WHAT THIS TASK INVOLVES
Would you transcribe all of the data exactly, down to the last character?

--- START ---

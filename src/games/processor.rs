use crate::casino_store::StoreBatch;
use crate::config::ResponsibleGamingConfig;
use crate::cooldown::CooldownManager;
use crate::errors::CasinoResult;
use crate::games::draws::DrawSource;
use crate::games::types::{FinalResult, GameRecord, GameVariant, Outcome, Phase};
use crate::profile::Profile;
use crate::session::Session;
use chrono::{DateTime, Utc};

/// One player's mutable rows, loaded under the player's lock
#[derive(Debug, Clone)]
pub struct PlayerState {
    pub profile: Profile,
    pub session: Option<Session>,
    pub balance: u64,
}

/// A decided wager ready to be applied
#[derive(Debug, Clone, Copy)]
pub struct Settlement {
    pub variant: GameVariant,
    pub outcome: Outcome,
    pub stake: u64,
    pub at_stake: u64,
    pub payout: u64,
    pub phase: Phase,
    pub was_risk: bool,
}

/// Applies finalized outcomes: credit, cooldown, profile and session
/// aggregates, audit row
pub struct WagerProcessor {
    cooldowns: CooldownManager,
    responsible: ResponsibleGamingConfig,
}

impl WagerProcessor {
    /// Create a new wager processor
    pub fn new(cooldowns: CooldownManager, responsible: ResponsibleGamingConfig) -> Self {
        Self {
            cooldowns,
            responsible,
        }
    }

    pub fn cooldowns(&self) -> &CooldownManager {
        &self.cooldowns
    }

    /// Mutate `state` and stage every resulting row in `batch`.
    /// Nothing is visible until the caller commits the batch.
    pub fn finalize(
        &self,
        state: &mut PlayerState,
        settlement: Settlement,
        record_id: u64,
        now: DateTime<Utc>,
        draws: &mut dyn DrawSource,
        batch: &mut StoreBatch,
    ) -> CasinoResult<FinalResult> {
        let won = settlement.outcome.is_win();
        let player_id = state.profile.player_id;

        state.balance = state.balance.saturating_add(settlement.payout);

        let cooldown = state.profile.cooldown_mut(settlement.variant);
        let started = if won {
            self.cooldowns.on_win(cooldown);
            None
        } else {
            self.cooldowns.on_loss(cooldown, now, draws)
        };

        let forced_break_until = state.profile.record_outcome(
            settlement.stake,
            won,
            settlement.payout,
            now,
            &self.responsible,
        );

        if let Some(session) = state.session.as_mut() {
            session.record_game(settlement.stake, won, settlement.payout);
            batch.put_session(session)?;
        }

        let record = GameRecord {
            id: record_id,
            player_id,
            session_id: state.session.as_ref().map(|session| session.id),
            variant: settlement.variant,
            stake: settlement.stake,
            outcome: settlement.outcome,
            multiplier: settlement.outcome.multiplier_value(),
            payout: settlement.payout,
            phase: settlement.phase.number(),
            was_risk: settlement.was_risk,
            near_miss: settlement.outcome == Outcome::NearMiss,
            created_at: now,
        };

        batch.put_game_record(&record)?;
        batch.put_profile(&state.profile)?;
        batch.put_balance(player_id, state.balance);

        let last_chance = self
            .cooldowns
            .last_chance(&state.profile.cooldown(settlement.variant));

        tracing::debug!(
            player_id,
            record_id,
            outcome = %settlement.outcome,
            stake = settlement.stake,
            payout = settlement.payout,
            balance = state.balance,
            "Wager finalized"
        );

        Ok(FinalResult {
            player_id,
            record_id,
            session_id: record.session_id,
            outcome: settlement.outcome,
            stake: settlement.stake,
            at_stake: settlement.at_stake,
            payout: settlement.payout,
            net: settlement.payout as i64 - settlement.stake as i64,
            balance: state.balance,
            phase: settlement.phase,
            was_risk: settlement.was_risk,
            cooldown_until: started.map(|cooldown| cooldown.until),
            forced_break_until,
            last_chance,
        })
    }
}

#[cfg(test)]
mod tests {
    use super::*;
    use crate::config::CooldownConfig;
    use crate::games::draws::ScriptedDraws;
    use crate::games::types::Multiplier;
    use crate::session::SessionTracker;

    fn processor() -> WagerProcessor {
        WagerProcessor::new(
            CooldownManager::new(CooldownConfig::default()),
            ResponsibleGamingConfig::default(),
        )
    }

    fn loss(stake: u64) -> Settlement {
        Settlement {
            variant: GameVariant::Dice,
            outcome: Outcome::Lose,
            stake,
            at_stake: stake,
            payout: 0,
            phase: Phase::One,
            was_risk: false,
        }
    }

    #[test]
    fn test_win_credits_and_records_session() {
        let now = Utc::now();
        let mut profile = Profile::new(3, now);
        let session = SessionTracker::open(&mut profile, None, 11, now).unwrap();
        let mut state = PlayerState {
            profile,
            session: Some(session),
            balance: 900,
        };
        let mut batch = StoreBatch::new();
        let mut draws = ScriptedDraws::new();

        let settlement = Settlement {
            outcome: Outcome::Win {
                multiplier: Multiplier::X2,
            },
            payout: 200,
            ..loss(100)
        };
        let result = processor()
            .finalize(&mut state, settlement, 1, now, &mut draws, &mut batch)
            .unwrap();

        assert_eq!(result.balance, 1_100);
        assert_eq!(result.net, 100);
        assert_eq!(result.session_id, Some(11));
        assert!(result.cooldown_until.is_none());
        assert_eq!(state.session.as_ref().unwrap().games_played, 1);
        assert_eq!(state.profile.current_win_streak, 1);
        // session, record, index, profile, balance
        assert_eq!(batch.len(), 5);
    }

    #[test]
    fn test_third_loss_starts_cooldown_and_warns_before_it() {
        let now = Utc::now();
        let mut state = PlayerState {
            profile: Profile::new(3, now),
            session: None,
            balance: 500,
        };
        let processor = processor();
        let mut draws = ScriptedDraws::new().with_ranges([50]);

        let mut batch = StoreBatch::new();
        let first = processor
            .finalize(&mut state, loss(10), 1, now, &mut draws, &mut batch)
            .unwrap();
        assert!(first.last_chance.is_none());

        let second = processor
            .finalize(&mut state, loss(10), 2, now, &mut draws, &mut batch)
            .unwrap();
        assert!(second.last_chance.is_some());

        let third = processor
            .finalize(&mut state, loss(10), 3, now, &mut draws, &mut batch)
            .unwrap();
        assert_eq!(third.cooldown_until, Some(now + chrono::Duration::seconds(50)));
        assert_eq!(third.net, -10);
        assert_eq!(third.balance, 500);
        assert!(third.session_id.is_none());
    }
}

--- END ---

SOLUTION TO THIS TASK
filename src/games/processor.rs
use crate::casino_store::StoreBatch;
use crate::config::ResponsibleGamingConfig;
use crate::cooldown::CooldownManager;
use crate::errors::CasinoResult;
use crate::games::draws::DrawSource;
use crate::games::types::{FinalResult, GameRecord, GameVariant, Outcome, Phase};
use crate::profile::Profile;
use crate::session::Session;
use chrono::{DateTime, Utc};

/// One player's mutable rows, loaded under the player's lock
#[derive(Debug, Clone)]
pub struct PlayerState {
    pub profile: Profile,
    pub session: Option<Session>,
    pub balance: u64,
}

/// A decided wager ready to be applied
#[derive(Debug, Clone, Copy)]
pub struct Settlement {
    pub variant: GameVariant,
    pub outcome: Outcome,
    pub stake: u64,
    pub at_stake: u64,
    pub payout: u64,
    pub phase: Phase,
    pub was_risk: bool,
}

/// Applies finalized outcomes: credit, cooldown, profile and session
/// aggregates, audit row
pub struct WagerProcessor {
    cooldowns: CooldownManager,
    responsible: ResponsibleGamingConfig,
}

impl WagerProcessor {
    /// Create a new wager processor
    pub fn new(cooldowns: CooldownManager, responsible: ResponsibleGamingConfig) -> Self {
        Self {
            cooldowns,
            responsible,
        }
    }

    pub fn cooldowns(&self) -> &CooldownManager {
        &self.cooldowns
    }

    /// Mutate `state` and stage every resulting row in `batch`.
    /// Nothing is visible until the caller commits the batch.
    pub fn finalize(
        &self,
        state: &mut PlayerState,
        settlement: Settlement,
        record_id: u64,
        now: DateTime<Utc>,
        draws: &mut dyn DrawSource,
        batch: &mut StoreBatch,
    ) -> CasinoResult<FinalResult> {
        let won = settlement.outcome.is_win();
        let player_id = state.profile.player_id;

        state.balance = state.balance.saturating_add(settlement.payout);

        let cooldown = state.profile.cooldown_mut(settlement.variant);
        let started = if won {
            self.cooldowns.on_win(cooldown);
            None
        } else {
            self.cooldowns.on_loss(cooldown, now, draws)
        };

        let forced_break_until = state.profile.record_outcome(
            settlement.stake,
            won,
            settlement.payout,
            now,
            &self.responsible,
        );

        if let Some(session) = state.session.as_mut() {
            session.record_game(settlement.stake, won, settlement.payout);
            batch.put_session(session)?;
        }

        let record = GameRecord {
            id: record_id,
            player_id,
            session_id: state.session.as_ref().map(|session| session.id),
            variant: settlement.variant,
            stake: settlement.stake,
            outcome: settlement.outcome,
            multiplier: settlement.outcome.multiplier_value(),
            payout: settlement.payout,
            phase: settlement.phase.number(),
            was_risk: settlement.was_risk,
            near_miss: settlement.outcome == Outcome::NearMiss,
            created_at: now,
        };

        batch.put_game_record(&record)?;
        batch.put_profile(&state.profile)?;
        batch.put_balance(player_id, state.balance);

        let last_chance = self
            .cooldowns
            .last_chance(&state.profile.cooldown(settlement.variant));

        tracing::debug!(
            player_id,
            record_id,
            outcome = %settlement.outcome,
            stake = settlement.stake,
            payout = settlement.payout,
            balance = state.balance,
            "Wager finalized"
        );

        Ok(FinalResult {
            player_id,
            record_id,
            session_id: record.session_id,
            outcome: settlement.outcome,
            stake: settlement.stake,
            at_stake: settlement.at_stake,
            payout: settlement.payout,
            net: settlement.payout as i64 - settlement.stake as i64,
            balance: state.balance,
            phase: settlement.phase,
            was_risk: settlement.was_risk,
            cooldown_until: started.map(|cooldown| cooldown.until),
            forced_break_until,
            last_chance,
        })
    }
}

#[cfg(test)]
mod tests {
    use super::*;
    use crate::config::CooldownConfig;
    use crate::games::draws::ScriptedDraws;
    use crate::games::types::Multiplier;
    use crate::session::SessionTracker;

    fn processor() -> WagerProcessor {
        WagerProcessor::new(
            CooldownManager::new(CooldownConfig::default()),
            ResponsibleGamingConfig::default(),
        )
    }

    fn loss(stake: u64) -> Settlement {
        Settlement {
            variant: GameVariant::Dice,
            outcome: Outcome::Lose,
            stake,
            at_stake: stake,
            payout: 0,
            phase: Phase::One,
            was_risk: false,
        }
    }

    #[test]
    fn test_win_credits_and_records_session() {
        let now = Utc::now();
        let mut profile = Profile::new(3, now);
        let session = SessionTracker::open(&mut profile, None, 11, now).unwrap();
        let mut state = PlayerState {
            profile,
            session: Some(session),
            balance: 900,
        };
        let mut batch = StoreBatch::new();
        let mut draws = ScriptedDraws::new();

        let settlement = Settlement {
            outcome: Outcome::Win {
                multiplier: Multiplier::X2,
            },
            payout: 200,
            ..loss(100)
        };
        let result = processor()
            .finalize(&mut state, settlement, 1, now, &mut draws, &mut batch)
            .unwrap();

        assert_eq!(result.balance, 1_100);
        assert_eq!(result.net, 100);
        assert_eq!(result.session_id, Some(11));
        assert!(result.cooldown_until.is_none());
        assert_eq!(state.session.as_ref().unwrap().games_played, 1);
        assert_eq!(state.profile.current_win_streak, 1);
        // session, record, index, profile, balance
        assert_eq!(batch.len(), 5);
    }

    #[test]
    fn test_third_loss_starts_cooldown_and_warns_before_it() {
        let now = Utc::now();
        let mut state = PlayerState {
            profile: Profile::new(3, now),
            session: None,
            balance: 500,
        };
        let processor = processor();
        let mut draws = ScriptedDraws::new().with_ranges([50]);

        let mut batch = StoreBatch::new();
        let first = processor
            .finalize(&mut state, loss(10), 1, now, &mut draws, &mut batch)
            .unwrap();
        assert!(first.last_chance.is_none());

        let second = processor
            .finalize(&mut state, loss(10), 2, now, &mut draws, &mut batch)
            .unwrap();
        assert!(second.last_chance.is_some());

        let third = processor
            .finalize(&mut state, loss(10), 3, now, &mut draws, &mut batch)
            .unwrap();
        assert_eq!(third.cooldown_until, Some(now + chrono::Duration::seconds(50)));
        assert_eq!(third.net, -10);
        assert_eq!(third.balance, 500);
        assert!(third.session_id.is_none());
    }
}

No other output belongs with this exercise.